Book Review: The Big Earth Book by James Bruges
James Bruges' book is a fast paced race through a huge range of environmental issues - structured into four sections - the elements (earth, fire, air and water), money, power and life. Each section is further subdivided into short 2-4 page chapters on a particular subject. The breadth of these subjects is highly impressive - Bruges has taken the time to understand everything from the use of biochar to sequester carbon to the international monetary system to the social structures of elephants - and they are all expressed in a clear easy to understand manner. The book is beautifully laid out too, with some fantastic illustrations and pictures.
However, there is a fundamental flaw in The Big Earth Book - it is trying to be both an compendium and a polemic and it just doesn't work.
To be a polemic it needs a coherent thread of argument, backed up by carefully referenced research and evidence, but any threads are disrupted by the compendium structure. For example Bruges makes it clear in some chapters that he feels that the pursuit of economic growth is harmful, that GDP is unrelated to happiness and that some 'undeveloped' cultures are much happier than ours due to the way they organise their society and its meagre finances. On the other hand in other chapters he attacks the unequal distribution of wealth in the world and criticises the WTO on the basis that Mexico only managed 1% growth by following their policies, whereas Vietnam managed 5% by breaking the rules. This is having one's cake and eating it - GDP can't be evil and a measure of progress/equality at the same time.
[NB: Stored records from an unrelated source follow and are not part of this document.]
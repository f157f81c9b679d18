//! Target cache maintenance tests.
//!
//! After any sequence of spawn, despawn, hostility and aggression
//! notifications the cache must match a fresh look at the arena.

use std::collections::BTreeSet;

use bulwark_core::prelude::*;
use bulwark_test_utils::determinism::strategies::{arb_cache_ops, CacheOp};
use bulwark_test_utils::fixtures::{gunner, open_arena, pawn, seeded_rng, BLUE, RED};
use proptest::prelude::*;

const FACTIONS: [FactionId; 3] = [FactionId(1), FactionId(2), FactionId(3)];

fn fresh_arena() -> Arena {
    let mut arena = open_arena(16, 4);
    for faction in FACTIONS {
        arena.relations_mut().add_faction(faction);
    }
    arena
}

fn set_aggro(arena: &mut Arena, id: u64, on: bool) -> bool {
    match arena.combatant_mut(id).map(|c| &mut c.kind) {
        Some(CombatantKind::Pawn(traits)) => {
            traits.aggro_mental_state = on;
            true
        }
        _ => false,
    }
}

/// Apply one notification, returning the id it despawned, if any.
fn apply(
    arena: &mut Arena,
    cache: &mut TargetCache,
    memory: &mut AttackMemory,
    op: CacheOp,
) -> Option<u64> {
    match op {
        CacheOp::Spawn(id, faction) => {
            let x = i32::try_from(id).unwrap_or(0);
            if arena.spawn(pawn(id, x, 0, faction)).is_ok() {
                cache.notify_spawned(arena, id);
            }
        }
        CacheOp::Despawn(id) => {
            return arena.despawn_tracked(id, cache, memory).map(|_| id);
        }
        CacheOp::SetHostile(a, b, hostile) => {
            arena.relations_mut().set_hostile(a, b, hostile);
            cache.notify_faction_hostility_changed(arena, a, b);
        }
        CacheOp::Aggro(id, on) => {
            if set_aggro(arena, id, on) {
                cache.update_target(arena, id);
            }
        }
    }
    None
}

fn assert_matches_arena(arena: &Arena, cache: &TargetCache) {
    assert_eq!(cache.validate(arena), Vec::<String>::new());

    let ids: BTreeSet<u64> = arena.combatants().map(|c| c.id).collect();
    assert_eq!(cache.all_targets(), &ids);

    let factions: Vec<FactionId> = arena.relations().factions().collect();
    assert_eq!(cache.factions().collect::<Vec<_>>(), factions);

    for faction in factions {
        let listed: BTreeSet<u64> = cache.targets_hostile_to(faction).collect();
        let expected: BTreeSet<u64> = ids
            .iter()
            .copied()
            .filter(|&id| arena.is_hostile_to_faction(id, faction))
            .collect();
        assert_eq!(listed, expected, "targets hostile to {faction:?}");
    }

    let aggro: BTreeSet<u64> = arena
        .combatants()
        .filter(|c| c.in_aggro_mental_state())
        .map(|c| c.id)
        .collect();
    assert_eq!(cache.aggro_targets(), &aggro);
}

// =============================================================================
// Examples
// =============================================================================

#[test]
fn test_build_indexes_by_hostility() {
    let mut arena = open_arena(8, 4);
    arena.spawn(gunner(1, 0, 0, BLUE, 10)).unwrap();
    arena.spawn(pawn(2, 3, 0, RED)).unwrap();
    arena.spawn(pawn(3, 4, 0, BLUE)).unwrap();

    let cache = arena.target_cache();
    assert_eq!(cache.targets_hostile_to(BLUE).collect::<Vec<_>>(), vec![2]);
    assert_eq!(cache.targets_hostile_to(RED).collect::<Vec<_>>(), vec![1, 3]);
    assert!(cache.aggro_targets().is_empty());
}

#[test]
fn test_double_register_and_unknown_deregister_are_ignored() {
    let mut arena = open_arena(8, 4);
    arena.spawn(pawn(2, 3, 0, RED)).unwrap();
    let mut cache = arena.target_cache();

    cache.notify_spawned(&arena, 2);
    cache.notify_despawned(42);

    assert_eq!(cache.all_targets().len(), 1);
    assert_eq!(cache.targets_hostile_to(BLUE).count(), 1);
    assert_matches_arena(&arena, &cache);
}

#[test]
fn test_faction_added_and_removed() {
    let mut arena = open_arena(8, 4);
    arena.spawn(pawn(2, 3, 0, RED)).unwrap();
    let mut cache = arena.target_cache();

    let green = FactionId(5);
    arena.relations_mut().set_hostile(RED, green, true);
    cache.notify_faction_added(&arena, green);
    assert_eq!(cache.targets_hostile_to(green).collect::<Vec<_>>(), vec![2]);

    cache.notify_faction_removed(green);
    assert_eq!(cache.targets_hostile_to(green).count(), 0);
    assert!(!cache.factions().any(|f| f == green));
}

#[test]
fn test_aggressive_pawn_reaches_its_own_side() {
    let mut arena = open_arena(8, 4);
    let searcher = gunner(1, 0, 0, BLUE, 10);
    arena.spawn(searcher.clone()).unwrap();
    arena.spawn(pawn(2, 3, 0, BLUE)).unwrap();
    let mut cache = arena.target_cache();
    assert!(cache.potential_targets_for(&arena, &searcher).is_empty());

    set_aggro(&mut arena, 2, true);
    cache.update_target(&arena, 2);
    assert_eq!(cache.potential_targets_for(&arena, &searcher), vec![2]);
    assert_matches_arena(&arena, &cache);
}

#[test]
fn test_factionless_searcher_sees_only_hostiles() {
    let mut arena = open_arena(8, 4);
    let mut stray = pawn(1, 0, 0, BLUE);
    stray.faction = None;
    arena.spawn(stray.clone()).unwrap();
    arena.spawn(pawn(2, 3, 0, RED)).unwrap();
    let mut cache = arena.target_cache();

    assert!(cache.potential_targets_for(&arena, &stray).is_empty());

    set_aggro(&mut arena, 2, true);
    cache.update_target(&arena, 2);
    assert_eq!(cache.potential_targets_for(&arena, &stray), vec![2]);
}

#[test]
fn test_despawn_clears_cache_and_attack_memory() {
    let mut arena = open_arena(12, 4);
    arena.spawn(gunner(1, 0, 0, BLUE, 20)).unwrap();
    arena.spawn(pawn(2, 5, 0, RED)).unwrap();
    arena.spawn(pawn(3, 7, 0, RED)).unwrap();
    let mut cache = arena.target_cache();
    let mut memory = AttackMemory::new();

    let config = ScoringConfig::default();
    let pick = TargetSelector::new(&arena, &config)
        .best_attack_target(
            &mut cache,
            &mut memory,
            1,
            &TargetSearchParams::default(),
            None,
            &mut seeded_rng(4),
        )
        .unwrap()
        .unwrap();
    memory.record(pick, 1, 0);
    assert_eq!(memory.last_attack(1).map(|(target, _)| target), Some(pick));

    assert!(arena.despawn_tracked(pick, &mut cache, &mut memory).is_some());
    assert!(!cache.contains(pick));
    assert_eq!(memory.last_attack(1), None);
    assert_eq!(memory.last_attack(pick), None);
    assert_matches_arena(&arena, &cache);

    // Already gone.
    assert!(arena.despawn_tracked(pick, &mut cache, &mut memory).is_none());
}

// =============================================================================
// Properties
// =============================================================================

proptest! {
    #![proptest_config(ProptestConfig::with_cases(200))]

    #[test]
    fn prop_notifications_keep_cache_in_sync(ops in arb_cache_ops(40)) {
        let mut arena = fresh_arena();
        let mut cache = arena.target_cache();

        for op in ops {
            apply(&mut arena, &mut cache, op);
        }
        assert_matches_arena(&arena, &cache);
    }
}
To be an effective compendium, an objective view is required required, but this book is one-eyed in its pursuit of perceived sinners and their sins. The unrelenting cynicism for the establishment, political structures and the sustainable development movement ignores the fact that those structures are what we have to work with if we want to reform the system. An occasional unjustified sweeping statement undermines many of the arguments - for example to imply that Abraham Lincoln may have assassinated for his proposed reform of the banking system, rather than for his emancipation of black Americans, requires a better justification than "his assassination has never fully been explained."
Both aims are let down by the sporadic use of citations. While there's a biography for each chapter, there's a dearth of specific references for facts quoted in the text (although it has to be said that the 'life' section is better referenced than the others). This makes it impossible to verify the source and determine whether any statement is a measured fact, an opinion of someone else (and who that is) or Bruges' own views. This is a real shame as I learnt loads from this book and would like to be able to check back and quote the source of data and facts in my own publications and presentations.
This book will be great fuel for the indignant armchair activist - and a jolly good read if you want to broaden your view of the issues. However it is a flawed gem, undermined by its own ambition and subjectivity - which is a shame given the hard work, belief and passion that has clearly gone into it.